Trumpeters have a tendency to fixate on their range. They're either proud because they can play higher than anyone they know, or they are frustrated because they can't play as high as they want. During my comeback, I've been rather guilty of the latter case.
For the first few months of my comeback, I could barely play anything at or above an E at the top of the staff. It has been a frustrating journey, but I've now got a (somewhat) solid range that extends up to a Bb above the staff. I can play higher than that occasionally, but I can't play those notes with enough power or consistency for them to be truly useable.
A Bb above the staff gives me about two and a half octaves to work with.
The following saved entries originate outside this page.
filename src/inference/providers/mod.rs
pub mod openai;

pub use openai::OpenAiProvider;
use serde::{Deserialize, Serialize};

/// Who produced a message. Only conversation-visible roles live here;
/// the per-turn developer directive is built by the provider and never
/// stored in the transcript.
#[derive(Serialize, Deserialize, Debug, PartialEq, Eq, Clone, Copy)]
#[serde(rename_all = "lowercase")]
pub enum Role {
    User,
    Assistant,
}

/// One conversation turn. Immutable once appended to a [`Transcript`].
#[derive(Serialize, Deserialize, Debug, Clone, PartialEq)]
pub struct Message {
    pub role: Role,
    pub content: String,
}

impl Message {
    pub fn user(content: impl Into<String>) -> Self {
        Message {
            role: Role::User,
            content: content.into(),
        }
    }

    pub fn assistant(content: impl Into<String>) -> Self {
        Message {
            role: Role::Assistant,
            content: content.into(),
        }
    }
}

/// The linear conversation history. Insertion order is chronological order;
/// messages are never reordered or deleted. Assistant entries hold the raw
/// service output with no local post-processing.
#[derive(Serialize, Debug, Clone, Default, PartialEq)]
pub struct Transcript {
    messages: Vec<Message>,
}

impl Transcript {
    pub fn new() -> Self {
        Self::default()
    }

    pub fn push_user(&mut self, content: impl Into<String>) {
        self.messages.push(Message::user(content));
    }

    pub fn push_assistant(&mut self, content: impl Into<String>) {
        self.messages.push(Message::assistant(content));
    }

    pub fn messages(&self) -> &[Message] {
        &self.messages
    }

    pub fn last(&self) -> Option<&Message> {
        self.messages.last()
    }

    pub fn len(&self) -> usize {
        self.messages.len()
    }

    pub fn is_empty(&self) -> bool {
        self.messages.is_empty()
    }
}

#[cfg(test)]
mod tests {
    use super::*;

    #[test]
    fn test_transcript_starts_empty() {
        let transcript = Transcript::new();
        assert!(transcript.is_empty());
        assert_eq!(transcript.len(), 0);
        assert!(transcript.last().is_none());
    }

    #[test]
    fn test_transcript_preserves_insertion_order() {
        let mut transcript = Transcript::new();
        transcript.push_assistant("Comment allez-vous?");
        transcript.push_user("Je vais bien");
        transcript.push_assistant("Tant mieux!");

        let messages = transcript.messages();
        assert_eq!(messages.len(), 3);
        assert_eq!(messages[0].role, Role::Assistant);
        assert_eq!(messages[1].role, Role::User);
        assert_eq!(messages[1].content, "Je vais bien");
        assert_eq!(messages[2].content, "Tant mieux!");
    }

    #[test]
    fn test_role_serializes_lowercase() {
        assert_eq!(serde_json::to_string(&Role::User).unwrap(), "\"user\"");
        assert_eq!(
            serde_json::to_string(&Role::Assistant).unwrap(),
            "\"assistant\""
        );
    }
}
use crossterm::event::{self, Event, KeyCode, KeyModifiers};

/// TUI-specific input events
pub enum TuiEvent {
    Quit,
    Submit,
    InputChar(char),
    Backspace,
    CycleLanguage,
    ScrollUp,
    ScrollDown,
    Resize,
}

/// Poll for an event with timeout (blocks up to `timeout`)
pub fn poll_event_timeout(timeout: std::time::Duration) -> Option<TuiEvent> {
    if event::poll(timeout).unwrap() {
        match event::read().unwrap() {
            Event::Key(key_event) => {
                log::debug!(
                    "Key event: {:?} with modifiers {:?}",
                    key_event.code,
                    key_event.modifiers
                );
                match (key_event.modifiers, key_event.code) {
                    (KeyModifiers::CONTROL, KeyCode::Char('c')) => Some(TuiEvent::Quit),
                    (_, KeyCode::Tab) => Some(TuiEvent::CycleLanguage),
                    (_, KeyCode::Char(c)) => Some(TuiEvent::InputChar(c)),
                    (_, KeyCode::Backspace) => Some(TuiEvent::Backspace),
                    (_, KeyCode::Enter) => Some(TuiEvent::Submit),
                    (_, KeyCode::Esc) => Some(TuiEvent::Quit),
                    (_, KeyCode::Up) => Some(TuiEvent::ScrollUp),
                    (_, KeyCode::Down) => Some(TuiEvent::ScrollDown),
                    _ => None,
                }
            }
            Event::Resize(_, _) => Some(TuiEvent::Resize),
            _ => None,
        }
    } else {
        None
    }
}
That's enough notes to play most of the solos by Miles Davis, Kenny Dorham, Art Farmer, Blue Mitchell, Chet Baker, and many other great jazz trumpeters. I think it's safe to say I should stop worry about my range.
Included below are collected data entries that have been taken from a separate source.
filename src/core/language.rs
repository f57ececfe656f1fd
//! The fixed target-language enumeration shared with the completion service.

use clap::ValueEnum;
use serde::{Deserialize, Serialize};

/// A target language the service can translate into and reply in.
/// English is the default/unset value; the others are user picks.
#[derive(Serialize, Deserialize, Debug, Clone, Copy, Default, PartialEq, Eq, ValueEnum)]
pub enum Language {
    #[serde(rename = "fr")]
    French,
    #[serde(rename = "es")]
    Spanish,
    #[serde(rename = "ja")]
    Japanese,
    #[default]
    #[serde(rename = "en")]
    English,
}

/// The languages offered by the picker. English is reachable only as the
/// default, matching the original flag row.
pub const SELECTABLE_LANGUAGES: [Language; 3] =
    [Language::French, Language::Spanish, Language::Japanese];

impl Language {
    /// Two-letter code used in config files and logs.
    pub fn code(self) -> &'static str {
        match self {
            Language::French => "fr",
            Language::Spanish => "es",
            Language::Japanese => "ja",
            Language::English => "en",
        }
    }

    /// Display name embedded literally into outbound instructions.
    pub fn display_name(self) -> &'static str {
        match self {
            Language::French => "French",
            Language::Spanish => "Spanish",
            Language::Japanese => "Japanese",
            Language::English => "English",
        }
    }

    pub fn from_code(code: &str) -> Option<Language> {
        match code {
            "fr" => Some(Language::French),
            "es" => Some(Language::Spanish),
            "ja" => Some(Language::Japanese),
            "en" => Some(Language::English),
            _ => None,
        }
    }
}
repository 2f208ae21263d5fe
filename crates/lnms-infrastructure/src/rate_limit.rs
//! Sliding-window rate limiter for tool calls
//!
//! Tracks the timestamps of recent acquisitions and refuses new ones
//! once the window is full. Cheap enough to sit in front of every tool
//! dispatch.

use crate::config::RateLimitConfig;
use std::collections::VecDeque;
use std::sync::Mutex;
use std::time::{Duration, Instant};

/// Sliding-window limiter shared across tool calls
pub struct SlidingWindowRateLimiter {
    max_requests: usize,
    window: Duration,
    timestamps: Mutex<VecDeque<Instant>>,
}

impl SlidingWindowRateLimiter {
    pub fn new(max_requests: usize, window: Duration) -> Self {
        Self {
            max_requests,
            window,
            timestamps: Mutex::new(VecDeque::with_capacity(max_requests)),
        }
    }

    /// Build a limiter from configuration, or `None` when disabled
    pub fn from_config(config: &RateLimitConfig) -> Option<Self> {
        config.enabled.then(|| {
            Self::new(
                config.max_requests,
                Duration::from_secs(config.window_secs),
            )
        })
    }

    /// Try to record a call now; `false` means the window is full
    pub fn try_acquire(&self) -> bool {
        self.try_acquire_at(Instant::now())
    }

    fn try_acquire_at(&self, now: Instant) -> bool {
        let mut timestamps = match self.timestamps.lock() {
            Ok(guard) => guard,
            // a poisoned limiter should never block the server
            Err(poisoned) => poisoned.into_inner(),
        };

        while let Some(&oldest) = timestamps.front() {
            if now.duration_since(oldest) >= self.window {
                timestamps.pop_front();
            } else {
                break;
            }
        }

        if timestamps.len() >= self.max_requests {
            return false;
        }
        timestamps.push_back(now);
        true
    }
}

#[cfg(test)]
mod tests {
    use super::*;

    #[test]
    fn allows_up_to_limit() {
        let limiter = SlidingWindowRateLimiter::new(3, Duration::from_secs(60));
        let now = Instant::now();
        assert!(limiter.try_acquire_at(now));
        assert!(limiter.try_acquire_at(now));
        assert!(limiter.try_acquire_at(now));
        assert!(!limiter.try_acquire_at(now));
    }

    #[test]
    fn window_expiry_frees_slots() {
        let limiter = SlidingWindowRateLimiter::new(2, Duration::from_secs(10));
        let start = Instant::now();
        assert!(limiter.try_acquire_at(start));
        assert!(limiter.try_acquire_at(start));
        assert!(!limiter.try_acquire_at(start + Duration::from_secs(5)));
        assert!(limiter.try_acquire_at(start + Duration::from_secs(10)));
    }

    #[test]
    fn from_config_respects_enabled_flag() {
        let disabled = RateLimitConfig {
            enabled: false,
            ..Default::default()
        };
        assert!(SlidingWindowRateLimiter::from_config(&disabled).is_none());

        let enabled = RateLimitConfig {
            enabled: true,
            max_requests: 5,
            window_secs: 1,
        };
        assert!(SlidingWindowRateLimiter::from_config(&enabled).is_some());
    }
}
//! # LibreNMS MCP Server
//!
//! MCP protocol server exposing the LibreNMS network monitoring API as
//! tools. The catalog covers devices, device groups, alerts (with
//! rules and templates), ports, port groups, health sensors,
//! inventory, locations, services, bills, logs, and network resources
//! (ARP, BGP, OSPF, VRF, FDB).
//!
//! ## Quick Start
//!
//! ```rust,no_run
//! use lnms_server::init::{RunOverrides, run};
//!
//! #[tokio::main]
//! async fn main() -> Result<(), Box<dyn std::error::Error>> {
//!     // Run with default config (librenms-mcp.toml + environment)
//!     run(None, RunOverrides::default()).await?;
//!     Ok(())
//! }
//! ```
//!
//! ## Core Types
//!
//! | Type | Description |
//! |------|-------------|
//! | [`McpServer`] | Main server struct |
//! | [`McpServerBuilder`] | Builder for server construction |
//! | [`AccessPolicy`] | Read-only mode and tag-based tool disabling |

// Allow Rust 2024 compatibility issues from Rocket's EventStream macro
#![allow(rust_2024_compatibility)]

pub mod access;
pub mod args;
pub mod builder;
pub mod constants;
pub mod formatter;
pub mod handlers;
pub mod init;
pub mod mcp_server;
pub mod tools;
pub mod transport;

pub use access::AccessPolicy;
pub use builder::McpServerBuilder;
pub use init::run;
pub use mcp_server::McpServer;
While my range is fine, my *real* problem lies with endurance. On a typical day, I've only got 15-20 minutes of solid playing in me, before I need to rest. Once fatigued, I can barely play an E at the top of the staff, and I have to use excessive pressure just to do that. Playing beyond 40 minutes in a single session (even with short breaks) is out of the question. At best, I can manage three or four 20-30 minute sessions throughout the day --usually two in the morning and one or two at night.
Since I'm still in the process of strengthening my chops, I have to devote a couple of these short sessions to fundamentals (slurs, articulation, etc). That leaves just one or two (at the most) short sessions for improvisation. This limitation is especially discouraging when you think about the great jazzers who honed their skills in marathon jam sessions and constant woodshedding. I'm already at a disadvantage talent-wise; I'd love to try and make up for that with extended weekend practice sessions, but my lack of endurance just won't let me.
SEARCHING FOR SOLUTIONS
I've been working on the Balanced Embouchure exercises for a couple of years now. The author claims that his method works for everyone. Well, either I'm doing it wrong, or I've got a good "truth in advertising" case against him! --just kidding. The author is a nice guy, and had graciously tried to help me when I was beginning BE. Regardless, I just don't think the Balanced Embouchure method is working out for me.
I've been working on Caruso and Flexus exercises for nearly a year now, and while I do think they have helped my overall playing and strengthened my range, I've yet to notice major improvements in endurance. The way I see it, I can continue with what I'm doing and hope that my endurance improves over time, and/or I can try something new. 2021 Update: As I'd learn in my lessons Nadje Noordhuis, I wasn't doing the Caruso and Flexus "6-note" exercises correctly... so no wonder they didn't help as much as I had hoped.
A visitor to this site (thanks, Peter!) recently suggested that I try superchops. I've also read quite a few posts about it at the Trumpet Herald. I do have some reservations; mostly revolving around the fact that I can't roll my tongue and therefore might not have the necessary flexibility to pull it off, but I must admit that I'm tempted to give it a try.